11. Разбавленных вторичных антител и 5 мг/мл фондовая DAPI (1:2, 000) с использованием решения разбавления антитела и 500 мкл раствора для каждого образца. Крышка 24-а с алюминиевой фольгой и инкубировать на ночь при 4 ° C на рокер.
    Примечание: Как вторичные антитела светочувствительных, образцы должны быть защищены от Фотообесцвечивание для всех последующих шагов. Анти мыши и коза анти кролик вторичные антитела козочки были разбавленных 1: 500 в растворе разбавления антитела от производителей оригинальных концентрации.
12. Аспирационная раствор антител от каждого образца и стирать образцы с PBST за 30 мин при комнатной температуре на коромысле. Мыть повторите 3 раза.
13. Расположите капли среднего hard-set монтажа на поверхность стекла слайда. С помощью щипцов, удалите излишки раствора из формы, слегка промокательной край плесень на бумажное полотенце. Тщательно место плесень вниз на носитель монтажа и избежать пузырей.
14. Разрешить монтажа средних и затвердеть в течение 48 ч при комнатной температуре. Хранить образцы при комнатной температуре или 4 ° C. Позволяют монтаж среднего полностью установить за 48 ч до изображений как показатель преломления среды будет меняться в течение упрочнения. Печать образцов стекла Крышка слайд с четкой Лак для уменьшения загрязнения или образец движения.
15. Изображения образцов с помощью конфокального микроскопа.

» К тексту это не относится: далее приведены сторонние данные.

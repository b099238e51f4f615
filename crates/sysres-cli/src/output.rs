//! Output formatting utilities

use clap::ValueEnum;
use colored::Colorize;
use serde::Serialize;
use sysres::{CpuLimit, Limit, MemoryLimit};
use tabled::{settings::Style, Table, Tabled};

/// Output format for CLI commands
#[derive(Debug, Clone, Copy, Default, ValueEnum)]
pub enum OutputFormat {
    /// Table format (default)
    #[default]
    Table,
    /// JSON format
    Json,
}

/// One labelled reading
#[derive(Tabled)]
pub struct FieldRow {
    #[tabled(rename = "Field")]
    pub field: String,
    #[tabled(rename = "Value")]
    pub value: String,
}

impl FieldRow {
    pub fn new(field: &str, value: String) -> Self {
        Self {
            field: field.to_string(),
            value,
        }
    }
}

/// Print a value as a two-column table or as JSON
pub fn print_fields<T: Serialize>(
    value: &T,
    rows: Vec<FieldRow>,
    format: OutputFormat,
) -> anyhow::Result<()> {
    match format {
        OutputFormat::Table => {
            let table = Table::new(rows).with(Style::rounded()).to_string();
            println!("{}", table);
        }
        OutputFormat::Json => {
            println!("{}", serde_json::to_string_pretty(value)?);
        }
    }
    Ok(())
}

/// Print a warning message
pub fn print_warning(message: &str) {
    eprintln!("{} {}", "⚠".yellow().bold(), message);
}

/// Format bytes as human-readable string
pub fn format_bytes(bytes: u64) -> String {
    const KB: u64 = 1024;
    const MB: u64 = KB * 1024;
    const GB: u64 = MB * 1024;

    if bytes >= GB {
        format!("{:.2}Gi", bytes as f64 / GB as f64)
    } else if bytes >= MB {
        format!("{:.2}Mi", bytes as f64 / MB as f64)
    } else if bytes >= KB {
        format!("{:.2}Ki", bytes as f64 / KB as f64)
    } else {
        format!("{}B", bytes)
    }
}

/// Format millicores as human-readable string
pub fn format_millicores(millicores: i64) -> String {
    if millicores >= 1000 {
        format!("{:.1}", millicores as f64 / 1000.0)
    } else {
        format!("{}m", millicores)
    }
}

pub fn format_cpu_limit(limit: Option<CpuLimit>) -> String {
    match limit {
        Some(Limit::Bounded(cores)) => format!("{:.2} cores", cores),
        Some(Limit::Unbounded) => "unlimited".cyan().to_string(),
        None => unknown(),
    }
}

pub fn format_memory_limit(limit: Option<MemoryLimit>) -> String {
    match limit {
        Some(Limit::Bounded(bytes)) => format_bytes(bytes),
        Some(Limit::Unbounded) => "unlimited".cyan().to_string(),
        None => unknown(),
    }
}

pub fn format_optional_bytes(bytes: Option<u64>) -> String {
    bytes.map(format_bytes).unwrap_or_else(unknown)
}

/// Color a usage ratio by how close it is to the ceiling
pub fn color_ratio(ratio: Option<f64>) -> String {
    let Some(ratio) = ratio else {
        return unknown();
    };

    let formatted = format!("{:.1}%", ratio * 100.0);
    if ratio >= 0.9 {
        formatted.red().to_string()
    } else if ratio >= 0.7 {
        formatted.yellow().to_string()
    } else {
        formatted.green().to_string()
    }
}

pub fn format_bool(value: bool) -> String {
    if value {
        "yes".green().to_string()
    } else {
        "no".to_string()
    }
}

pub fn unknown() -> String {
    "unknown".dimmed().to_string()
}
//! CLI integration tests

use std::fs;
use std::path::Path;
use std::process::{Command, Output};
use tempfile::TempDir;

/// Run the binary with a clean environment and no user config file
fn sysres(config_home: &Path, args: &[&str]) -> Output {
    Command::new(env!("CARGO_BIN_EXE_sysres"))
        .args(args)
        .env_clear()
        .env("HOME", config_home)
        .env("XDG_CONFIG_HOME", config_home)
        .output()
        .expect("Failed to execute command")
}

/// Mock cgroup v2 and procfs trees
fn create_mock_roots(temp_dir: &TempDir) -> (String, String) {
    let cgroup_root = temp_dir.path().join("cgroup");
    let proc_root = temp_dir.path().join("proc");
    fs::create_dir_all(&cgroup_root).unwrap();
    fs::create_dir_all(&proc_root).unwrap();

    fs::write(cgroup_root.join("cgroup.controllers"), "cpu memory\n").unwrap();
    fs::write(cgroup_root.join("cpu.max"), "150000 100000\n").unwrap();
    fs::write(cgroup_root.join("cpu.stat"), "usage_usec 42000\nuser_usec 40000\n").unwrap();
    fs::write(cgroup_root.join("memory.max"), "1073741824\n").unwrap();
    fs::write(cgroup_root.join("memory.current"), "268435456\n").unwrap();

    fs::write(proc_root.join("loadavg"), "0.75 0.50 0.25 1/100 999\n").unwrap();
    fs::write(
        proc_root.join("meminfo"),
        "MemTotal: 8000000 kB\nMemFree: 4000000 kB\n",
    )
    .unwrap();

    (
        cgroup_root.to_string_lossy().into_owned(),
        proc_root.to_string_lossy().into_owned(),
    )
}

/// Test that the CLI shows help
#[test]
fn test_cli_help() {
    let temp_dir = TempDir::new().unwrap();
    let output = sysres(temp_dir.path(), &["--help"]);

    let stdout = String::from_utf8_lossy(&output.stdout);

    assert!(output.status.success(), "CLI help should succeed");
    assert!(stdout.contains("show"), "Should show show command");
    assert!(stdout.contains("watch"), "Should show watch command");
    assert!(stdout.contains("cgroup"), "Should show cgroup command");
    assert!(stdout.contains("--cgroup-root"), "Should show cgroup root option");
}

/// Test that the CLI shows version
#[test]
fn test_cli_version() {
    let temp_dir = TempDir::new().unwrap();
    let output = sysres(temp_dir.path(), &["--version"]);

    let stdout = String::from_utf8_lossy(&output.stdout);

    assert!(output.status.success(), "CLI version should succeed");
    assert!(stdout.contains("sysres"), "Should show binary name");
}

/// Test watch subcommand help
#[test]
fn test_watch_help() {
    let temp_dir = TempDir::new().unwrap();
    let output = sysres(temp_dir.path(), &["watch", "--help"]);

    let stdout = String::from_utf8_lossy(&output.stdout);

    assert!(output.status.success(), "Watch help should succeed");
    assert!(stdout.contains("--interval"), "Should show interval option");
    assert!(stdout.contains("--count"), "Should show count option");
}

/// Test invalid format value
#[test]
fn test_invalid_format() {
    let temp_dir = TempDir::new().unwrap();
    let output = sysres(temp_dir.path(), &["--format", "yaml"]);

    assert!(!output.status.success(), "Invalid format should fail");
}

#[cfg(target_os = "linux")]
mod linux {
    use super::*;
    use serde_json::Value;

    #[test]
    fn test_show_json() {
        let temp_dir = TempDir::new().unwrap();
        let (cgroup_root, proc_root) = create_mock_roots(&temp_dir);

        let output = sysres(
            temp_dir.path(),
            &[
                "show",
                "--format",
                "json",
                "--cgroup-root",
                &cgroup_root,
                "--proc-root",
                &proc_root,
            ],
        );
        assert!(output.status.success(), "Show should succeed");

        let json: Value = serde_json::from_slice(&output.stdout).unwrap();
        assert_eq!(json["platform"], "linux");
        assert_eq!(json["cgroup_version"], "v2");
        assert_eq!(json["is_container"], true);
        assert_eq!(json["cpu_limit_cores"]["kind"], "bounded");
        assert_eq!(json["cpu_limit_cores"]["value"], 1.5);
        assert_eq!(json["cpu_usage_ratio"], 0.5);
        assert_eq!(json["memory_limit_bytes"]["value"], 1073741824u64);
        assert_eq!(json["memory_used_bytes"], 268435456u64);
        assert_eq!(json["memory_usage_ratio"], 0.25);
    }

    #[test]
    fn test_show_is_default_command() {
        let temp_dir = TempDir::new().unwrap();
        let (cgroup_root, proc_root) = create_mock_roots(&temp_dir);

        let output = sysres(
            temp_dir.path(),
            &[
                "--cgroup-root",
                &cgroup_root,
                "--proc-root",
                &proc_root,
            ],
        );
        let stdout = String::from_utf8_lossy(&output.stdout);

        assert!(output.status.success(), "Default command should succeed");
        assert!(stdout.contains("CPU limit"), "Should show CPU limit row");
        assert!(stdout.contains("1.50 cores"), "Should show cgroup CPU limit");
    }

    #[test]
    fn test_cpu_override() {
        let temp_dir = TempDir::new().unwrap();
        let (cgroup_root, proc_root) = create_mock_roots(&temp_dir);

        let output = Command::new(env!("CARGO_BIN_EXE_sysres"))
            .args([
                "show",
                "--format",
                "json",
                "--cgroup-root",
                &cgroup_root,
                "--proc-root",
                &proc_root,
            ])
            .env_clear()
            .env("HOME", temp_dir.path())
            .env("XDG_CONFIG_HOME", temp_dir.path())
            .env("SYSRES_CPU_CORES", "3")
            .output()
            .expect("Failed to execute command");
        assert!(output.status.success());

        let json: Value = serde_json::from_slice(&output.stdout).unwrap();
        assert_eq!(json["cpu_limit_cores"]["value"], 3.0);
        assert_eq!(json["cpu_usage_ratio"], 0.25);
    }

    #[test]
    fn test_format_flag_beats_bad_setting() {
        let temp_dir = TempDir::new().unwrap();
        let (cgroup_root, proc_root) = create_mock_roots(&temp_dir);
        let args = [
            "show",
            "--cgroup-root",
            cgroup_root.as_str(),
            "--proc-root",
            proc_root.as_str(),
        ];

        let run = |extra: &[&str]| {
            Command::new(env!("CARGO_BIN_EXE_sysres"))
                .args(args)
                .args(extra)
                .env_clear()
                .env("HOME", temp_dir.path())
                .env("XDG_CONFIG_HOME", temp_dir.path())
                .env("SYSRES_MONITOR_FORMAT", "yaml")
                .output()
                .expect("Failed to execute command")
        };

        let output = run(&[]);
        assert!(!output.status.success(), "Bad configured format should fail");

        let output = run(&["--format", "json"]);
        assert!(output.status.success(), "Explicit format should win");
        let json: Value = serde_json::from_slice(&output.stdout).unwrap();
        assert_eq!(json["is_container"], true);
    }

    #[test]
    fn test_cgroup_json() {
        let temp_dir = TempDir::new().unwrap();
        let (cgroup_root, proc_root) = create_mock_roots(&temp_dir);

        let output = sysres(
            temp_dir.path(),
            &[
                "cgroup",
                "--format",
                "json",
                "--cgroup-root",
                &cgroup_root,
                "--proc-root",
                &proc_root,
            ],
        );
        assert!(output.status.success(), "Cgroup should succeed");

        let json: Value = serde_json::from_slice(&output.stdout).unwrap();
        assert_eq!(json["version"], "v2");
        assert_eq!(json["cpu_quota"]["value"]["quota_us"], 150000);
        assert_eq!(json["cpu_millicores"], 1500);
        assert_eq!(json["cpu_usage_micros"], 42000);
    }

    #[test]
    fn test_watch_count() {
        let temp_dir = TempDir::new().unwrap();
        let (cgroup_root, proc_root) = create_mock_roots(&temp_dir);

        let output = sysres(
            temp_dir.path(),
            &[
                "watch",
                "--interval",
                "1",
                "--count",
                "2",
                "--format",
                "json",
                "--cgroup-root",
                &cgroup_root,
                "--proc-root",
                &proc_root,
            ],
        );
        assert!(output.status.success(), "Watch should succeed");

        let stdout = String::from_utf8_lossy(&output.stdout);
        let samples: Vec<Value> = stdout
            .lines()
            .map(|line| serde_json::from_str(line).unwrap())
            .collect();
        assert_eq!(samples.len(), 2);
        assert!(samples.iter().all(|s| s["is_container"] == true));
    }

    #[test]
    fn test_config_file_roots() {
        let temp_dir = TempDir::new().unwrap();
        let (cgroup_root, proc_root) = create_mock_roots(&temp_dir);

        let config_dir = temp_dir.path().join("sysres");
        fs::create_dir_all(&config_dir).unwrap();
        fs::write(
            config_dir.join("config.toml"),
            format!(
                "cgroup_root = \"{}\"\nproc_root = \"{}\"\nformat = \"json\"\n",
                cgroup_root, proc_root
            ),
        )
        .unwrap();

        let output = sysres(temp_dir.path(), &["show"]);
        assert!(output.status.success(), "Show should succeed");

        let json: Value = serde_json::from_slice(&output.stdout).unwrap();
        assert_eq!(json["memory_usage_ratio"], 0.25);
    }
}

ELPs, используемые в настоящем Протоколе состоят из пяти регионов: тег T7, тег His6, сайт расщепления enterokinase (EK), био активных региона и эластина как региона (рис. 1). Теги T7 и His6 позволяют легко идентифицировать через стандартный иммуноблоттинга методов. Введение на сайте расщепления ЭК позволяет для ферментативного удаления тега региона, при необходимости. Био активные региона кодирует для расширенного, фибронектин, полученных клеток клей («RGDS») или не клей («RDGS») последовательности. Наконец Центральный повтор эластин как региона содержит лизина группу остатков гость на сайте, который позволяет сшивки через THPC, в то время как фланкируя повторяет содержат изолейцина для достижения СМЕШЕНИЯ ~ 32 ° C³¹.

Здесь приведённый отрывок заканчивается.